Simpatizzo. Mi ricorda l'Apple IIe che avevamo a scuola, che non aveva gli accenti. Eh già, ma io sono un'insegnante di francese... Li dovevamo aggiungere dopo, a mano (tutto sommato, un ottimo esercizio per gli alunni).
Faccio notare a Elena che i suoi primi contatti con il computer sono stati tutt'altro che entusiasmanti, anzi direi quasi uno schifo. Ma è stato davvero così?

Elena - Beh, in realtà... mio fratello sul suo computer aveva anche i giochetti... Space Invaders...
Paola - Space Invaders! Io mi sono comprata un orologio con Space Invaders. Però dopo un po' avevo capito il trucco e non mi divertivo più.
Elena - A me piaceva soprattutto Asteroids. E poi è arrivato Tetris!
Paola - Tetris, il massimo! A scuola noi professori andavamo tutti a giocare a Tetris con il tecnico durante le ore di buco. Troppo bello!
Elena - Perché vedi, io ho sempre avuto una simpatia per i tasti... Anzi, posso dire che amo il computer e ci lavoro per ore senza sentire la stanchezza, proprio per la tastiera...
Paola - ... che fa clac clac! E' quel rumore che mi piace da morire, perché...

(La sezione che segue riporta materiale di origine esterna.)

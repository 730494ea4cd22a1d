//! Core entity model for the grant loader: the flat source records handed over by a
//! connector and the Funder / Person / Grant resources they are reconciled into.

use std::collections::{BTreeMap, BTreeSet};
use std::fmt;
use std::str::FromStr;

use chrono::{DateTime, NaiveDate, NaiveDateTime, Utc};
use serde::{Deserialize, Serialize};
use thiserror::Error;

pub const CRATE_NAME: &str = "grantloader-core";

/// One flat source row. Absent and blank values are both treated as "no value".
pub type Record = BTreeMap<String, String>;

/// Canonical record field names produced by every connector.
pub mod fields {
    pub const GRANT_LOCAL_KEY: &str = "GRANT_NUMBER";
    pub const GRANT_AWARD_NUMBER: &str = "AWARD_ID";
    pub const GRANT_AWARD_STATUS: &str = "AWARD_STATUS";
    pub const GRANT_PROJECT_NAME: &str = "TITLE";
    pub const GRANT_AWARD_DATE: &str = "AWARD_DATE";
    pub const GRANT_START_DATE: &str = "AWARD_START";
    pub const GRANT_END_DATE: &str = "AWARD_END";
    pub const GRANT_UPDATE_TIMESTAMP: &str = "UPDATE_TIMESTAMP";

    pub const DIRECT_FUNDER_LOCAL_KEY: &str = "SPONSOR_CODE";
    pub const DIRECT_FUNDER_NAME: &str = "SPONSOR";
    pub const DIRECT_FUNDER_POLICY: &str = "SPONSOR_POLICY";
    pub const PRIMARY_FUNDER_LOCAL_KEY: &str = "PRIME_SPONSOR_CODE";
    pub const PRIMARY_FUNDER_NAME: &str = "PRIME_SPONSOR";
    pub const PRIMARY_FUNDER_POLICY: &str = "PRIME_SPONSOR_POLICY";

    pub const USER_FIRST_NAME: &str = "FIRST_NAME";
    pub const USER_MIDDLE_NAME: &str = "MIDDLE_NAME";
    pub const USER_LAST_NAME: &str = "LAST_NAME";
    pub const USER_EMAIL: &str = "EMAIL_ADDRESS";
    pub const USER_EMPLOYEE_ID: &str = "EMPLOYEE_ID";
    pub const USER_INSTITUTION_ID: &str = "INSTITUTION_ID";
    pub const USER_LOGIN: &str = "LOGIN_ID";
    pub const USER_UPDATE_TIMESTAMP: &str = "USER_UPDATE_TIMESTAMP";
    pub const ABBREVIATED_ROLE: &str = "ABBREVIATED_ROLE";
}

/// Returns the trimmed value of `field`, or `None` when it is missing or blank.
pub fn record_value<'a>(record: &'a Record, field: &str) -> Option<&'a str> {
    record
        .get(field)
        .map(|v| v.trim())
        .filter(|v| !v.is_empty())
}

/// Opaque identifier assigned by the repository.
#[derive(Debug, Clone, PartialEq, Eq, Hash, PartialOrd, Ord, Serialize, Deserialize)]
#[serde(transparent)]
pub struct RepoId(String);

impl RepoId {
    pub fn new(id: impl Into<String>) -> Self {
        Self(id.into())
    }

    pub fn as_str(&self) -> &str {
        &self.0
    }
}

impl fmt::Display for RepoId {
    fn fmt(&self, f: &mut fmt::Formatter<'_>) -> fmt::Result {
        f.write_str(&self.0)
    }
}

#[derive(Debug, Clone, Copy, PartialEq, Eq, Hash, PartialOrd, Ord, Serialize, Deserialize)]
#[serde(rename_all = "lowercase")]
pub enum EntityKind {
    Funder,
    Person,
    Grant,
}

impl EntityKind {
    pub fn as_str(self) -> &'static str {
        match self {
            EntityKind::Funder => "funder",
            EntityKind::Person => "person",
            EntityKind::Grant => "grant",
        }
    }
}

impl fmt::Display for EntityKind {
    fn fmt(&self, f: &mut fmt::Formatter<'_>) -> fmt::Result {
        f.write_str(self.as_str())
    }
}

#[derive(Debug, Clone, Copy, PartialEq, Eq, Hash, Default, Serialize, Deserialize)]
#[serde(rename_all = "kebab-case")]
pub enum AwardStatus {
    Active,
    PreAward,
    Terminated,
    #[default]
    Unknown,
}

impl AwardStatus {
    /// Unrecognized codes map to `Unknown` instead of failing the record.
    pub fn parse(code: &str) -> Self {
        match code.trim().to_ascii_lowercase().as_str() {
            "active" => AwardStatus::Active,
            "pre-award" | "pre award" | "preaward" => AwardStatus::PreAward,
            "terminated" => AwardStatus::Terminated,
            _ => AwardStatus::Unknown,
        }
    }

    pub fn is_unknown(&self) -> bool {
        matches!(self, AwardStatus::Unknown)
    }
}

#[derive(Debug, Clone, Copy, PartialEq, Eq)]
pub enum InvestigatorRole {
    Primary,
    Secondary,
    Unknown,
}

impl InvestigatorRole {
    /// `P` marks the PI. Any other investigator code (`C`, `K`, `COI`, ...) is a Co-PI.
    /// Blank or non-alphabetic codes are `Unknown`.
    pub fn parse(code: &str) -> Self {
        let code = code.trim().to_ascii_uppercase();
        match code.as_str() {
            "P" | "PI" => InvestigatorRole::Primary,
            "" => InvestigatorRole::Unknown,
            other if other.chars().all(|c| c.is_ascii_alphabetic() || c == '-') => {
                InvestigatorRole::Secondary
            }
            _ => InvestigatorRole::Unknown,
        }
    }
}

/// Which kind of source system produced a batch. Decides column mapping and merge policy.
#[derive(Debug, Clone, Copy, PartialEq, Eq, Hash, Default, Serialize, Deserialize)]
#[serde(rename_all = "lowercase")]
pub enum SourceProfile {
    /// Institutional grants database export; supplies every field.
    #[default]
    Coeus,
    /// Periodic spreadsheet export; has no middle names, award status, policies or timestamps.
    Spreadsheet,
}

impl SourceProfile {
    pub fn as_str(self) -> &'static str {
        match self {
            SourceProfile::Coeus => "coeus",
            SourceProfile::Spreadsheet => "spreadsheet",
        }
    }
}

impl FromStr for SourceProfile {
    type Err = String;

    fn from_str(s: &str) -> Result<Self, Self::Err> {
        match s.trim().to_ascii_lowercase().as_str() {
            "coeus" => Ok(SourceProfile::Coeus),
            "spreadsheet" | "csv" => Ok(SourceProfile::Spreadsheet),
            other => Err(format!("unknown source profile {other:?}")),
        }
    }
}

/// Identifier namespaces used in person locator ids, most reliable first.
#[derive(Debug, Clone, Copy, PartialEq, Eq, Hash)]
pub enum IdentifierType {
    EmployeeId,
    UniqueId,
    Eppn,
}

impl IdentifierType {
    pub fn as_str(self) -> &'static str {
        match self {
            IdentifierType::EmployeeId => "employeeid",
            IdentifierType::UniqueId => "unique-id",
            IdentifierType::Eppn => "eppn",
        }
    }
}

pub fn locator_id(domain: &str, id_type: IdentifierType, value: &str) -> String {
    format!("{domain}:{}:{value}", id_type.as_str())
}

pub fn grant_local_key(domain: &str, key: &str) -> String {
    format!("{domain}:grant:{key}")
}

pub fn funder_local_key(domain: &str, key: &str) -> String {
    format!("{domain}:funder:{key}")
}

#[derive(Debug, Clone, Copy, PartialEq, Eq, Hash, PartialOrd, Ord, Serialize, Deserialize)]
#[serde(rename_all = "lowercase")]
pub enum PersonRole {
    Admin,
    Submitter,
}

#[derive(Debug, Clone, PartialEq, Eq, Default, Serialize, Deserialize)]
#[serde(rename_all = "camelCase")]
pub struct Funder {
    #[serde(default, skip_serializing_if = "Option::is_none")]
    pub id: Option<RepoId>,
    #[serde(default, skip_serializing_if = "Option::is_none")]
    pub local_key: Option<String>,
    #[serde(default, skip_serializing_if = "Option::is_none")]
    pub name: Option<String>,
    #[serde(default, skip_serializing_if = "Option::is_none")]
    pub policy: Option<RepoId>,
}

#[derive(Debug, Clone, PartialEq, Eq, Default, Serialize, Deserialize)]
#[serde(rename_all = "camelCase")]
pub struct Person {
    #[serde(default, skip_serializing_if = "Option::is_none")]
    pub id: Option<RepoId>,
    #[serde(default, skip_serializing_if = "Option::is_none")]
    pub first_name: Option<String>,
    #[serde(default, skip_serializing_if = "Option::is_none")]
    pub middle_name: Option<String>,
    #[serde(default, skip_serializing_if = "Option::is_none")]
    pub last_name: Option<String>,
    #[serde(default, skip_serializing_if = "Option::is_none")]
    pub display_name: Option<String>,
    #[serde(default, skip_serializing_if = "Option::is_none")]
    pub email: Option<String>,
    /// Ordered most to least reliable; entries are unique.
    #[serde(default)]
    pub locator_ids: Vec<String>,
    #[serde(default)]
    pub roles: BTreeSet<PersonRole>,
}

impl Person {
    /// Highest-priority locator id, used as the per-batch natural key.
    pub fn natural_key(&self) -> Option<&str> {
        self.locator_ids.first().map(String::as_str)
    }

    /// Appends `id` unless it is already present.
    pub fn push_locator_id(&mut self, id: String) {
        if !self.locator_ids.contains(&id) {
            self.locator_ids.push(id);
        }
    }
}

#[derive(Debug, Clone, PartialEq, Eq, Default, Serialize, Deserialize)]
#[serde(rename_all = "camelCase")]
pub struct Grant {
    #[serde(default, skip_serializing_if = "Option::is_none")]
    pub id: Option<RepoId>,
    #[serde(default, skip_serializing_if = "Option::is_none")]
    pub local_key: Option<String>,
    #[serde(default, skip_serializing_if = "Option::is_none")]
    pub award_number: Option<String>,
    #[serde(default, skip_serializing_if = "AwardStatus::is_unknown")]
    pub award_status: AwardStatus,
    #[serde(default, skip_serializing_if = "Option::is_none")]
    pub project_name: Option<String>,
    #[serde(default, skip_serializing_if = "Option::is_none")]
    pub award_date: Option<DateTime<Utc>>,
    #[serde(default, skip_serializing_if = "Option::is_none")]
    pub start_date: Option<DateTime<Utc>>,
    #[serde(default, skip_serializing_if = "Option::is_none")]
    pub end_date: Option<DateTime<Utc>>,
    #[serde(default, skip_serializing_if = "Option::is_none")]
    pub direct_funder: Option<RepoId>,
    #[serde(default, skip_serializing_if = "Option::is_none")]
    pub primary_funder: Option<RepoId>,
    #[serde(default, skip_serializing_if = "Option::is_none")]
    pub pi: Option<RepoId>,
    #[serde(default)]
    pub co_pis: Vec<RepoId>,
}

impl Grant {
    /// Sets the PI unless one is already assigned. Returns whether the PI changed.
    pub fn assign_pi(&mut self, person: RepoId) -> bool {
        if self.pi.is_some() {
            return false;
        }
        self.co_pis.retain(|id| id != &person);
        self.pi = Some(person);
        true
    }

    /// Adds a Co-PI unless it is the PI or already listed. Returns whether it was added.
    pub fn add_co_pi(&mut self, person: RepoId) -> bool {
        if self.pi.as_ref() == Some(&person) || self.co_pis.contains(&person) {
            return false;
        }
        self.co_pis.push(person);
        true
    }
}

/// A repository resource of any supported kind.
#[derive(Debug, Clone, PartialEq, Eq, Serialize, Deserialize)]
#[serde(tag = "type", rename_all = "lowercase")]
pub enum Resource {
    Funder(Funder),
    Person(Person),
    Grant(Grant),
}

impl Resource {
    pub fn kind(&self) -> EntityKind {
        match self {
            Resource::Funder(_) => EntityKind::Funder,
            Resource::Person(_) => EntityKind::Person,
            Resource::Grant(_) => EntityKind::Grant,
        }
    }

    pub fn id(&self) -> Option<&RepoId> {
        match self {
            Resource::Funder(f) => f.id.as_ref(),
            Resource::Person(p) => p.id.as_ref(),
            Resource::Grant(g) => g.id.as_ref(),
        }
    }

    pub fn set_id(&mut self, id: RepoId) {
        match self {
            Resource::Funder(f) => f.id = Some(id),
            Resource::Person(p) => p.id = Some(id),
            Resource::Grant(g) => g.id = Some(id),
        }
    }
}

#[derive(Debug, Error, PartialEq, Eq)]
#[error("unrecognized timestamp {0:?}; expected yyyy-mm-dd hh:mm:ss[.f] or mm/dd/yyyy")]
pub struct TimestampError(pub String);

/// Parses the two timestamp layouts source systems emit into a comparable UTC instant.
pub fn parse_timestamp(text: &str) -> Result<DateTime<Utc>, TimestampError> {
    let trimmed = text.trim();
    for layout in ["%Y-%m-%d %H:%M:%S%.f", "%Y-%m-%d %H:%M:%S"] {
        if let Ok(naive) = NaiveDateTime::parse_from_str(trimmed, layout) {
            return Ok(naive.and_utc());
        }
    }
    if let Ok(date) = NaiveDate::parse_from_str(trimmed, "%m/%d/%Y") {
        if let Some(naive) = date.and_hms_opt(0, 0, 0) {
            return Ok(naive.and_utc());
        }
    }
    Err(TimestampError(text.to_string()))
}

Vi risparmio una lunga e appassionata digressione estetica a due voci su tasti e tastiere. Intanto arrivano peperoni e cicoria ripassata in padella. Mi strozzo con il peperoncino e l'aglio della cicoria, ma tanto Elena è ormai lanciata.

Elena - ... E poi come regalo di laurea ho avuto un 486! Ci ho montato un sacco di programmi, per fare cartoncini e disegni, per le foto... E' stato bellissimo! Intanto io stavo studiando, stavo preparando il concorso per l'insegnamento, quando ho saputo che a Venezia c'era quel corso su Internet. Sai, nel 1994, era già Web! E poi c'è stato il lavoro a PoloEst, le BBS, le reti civiche... Per me è stata una svolta importante scoprire che l'informatica poteva essere al servizio dei cittadini.
E poi la posta elettronica. Anche questa è stata una svolta. Io non ho mai amato scrivere. Sai, quando ti interessi di matematica (e a scuola si sottolinea questa contrapposizione con i "letterati"), non hai nessuno stimolo che ti porti a scrivere qualcosa di tuo. Lo sai che io non ho mai scritto lettere? Eppure avevo degli amici lontani... niente. Invece con l'e-mail ho trovato la mia dimensione. Perfino le lettere ufficiali si alleggeriscono: i rapporti di lavoro sembrano meno formali, se sono ingentiliti da qualche "faccina"...

Non avevo pensato a quest'uso delicato degli "emoticon"... Intravedo nuove possibilità per una scrittura al femminile svincolata dalla gabbia formale del linguaggio accademico spersonalizzato e spersonalizzante. Donne, spezzate il giogo!

E per finire arrivano i gelati: crema per Elena, per me fragola e limone.